= Description of the task =
Could you give every record again, exactly as it reads?

= Dataset entries =

++++

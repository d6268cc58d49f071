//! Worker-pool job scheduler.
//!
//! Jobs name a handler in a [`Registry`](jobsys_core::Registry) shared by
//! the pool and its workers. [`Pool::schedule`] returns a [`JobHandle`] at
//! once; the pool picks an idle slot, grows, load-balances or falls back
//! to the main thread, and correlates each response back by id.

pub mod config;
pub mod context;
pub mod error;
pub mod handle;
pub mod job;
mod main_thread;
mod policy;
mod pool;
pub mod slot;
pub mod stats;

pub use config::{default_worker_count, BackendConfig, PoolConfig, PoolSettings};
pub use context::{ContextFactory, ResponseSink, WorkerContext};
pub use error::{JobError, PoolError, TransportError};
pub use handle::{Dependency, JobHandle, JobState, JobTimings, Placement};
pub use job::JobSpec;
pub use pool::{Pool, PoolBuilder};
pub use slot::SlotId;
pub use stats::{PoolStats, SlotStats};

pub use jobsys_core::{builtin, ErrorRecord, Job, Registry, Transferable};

++++

= Task answer =
repository d6268cc58d49f071
//! Worker-pool job scheduler.
//!
//! Jobs name a handler in a [`Registry`](jobsys_core::Registry) shared by
//! the pool and its workers. [`Pool::schedule`] returns a [`JobHandle`] at
//! once; the pool picks an idle slot, grows, load-balances or falls back
//! to the main thread, and correlates each response back by id.

pub mod config;
pub mod context;
pub mod error;
pub mod handle;
pub mod job;
mod main_thread;
mod policy;
mod pool;
pub mod slot;
pub mod stats;

pub use config::{default_worker_count, BackendConfig, PoolConfig, PoolSettings};
pub use context::{ContextFactory, ResponseSink, WorkerContext};
pub use error::{JobError, PoolError, TransportError};
pub use handle::{Dependency, JobHandle, JobState, JobTimings, Placement};
pub use job::JobSpec;
pub use pool::{Pool, PoolBuilder};
pub use slot::SlotId;
pub use stats::{PoolStats, SlotStats};

pub use jobsys_core::{builtin, ErrorRecord, Job, Registry, Transferable};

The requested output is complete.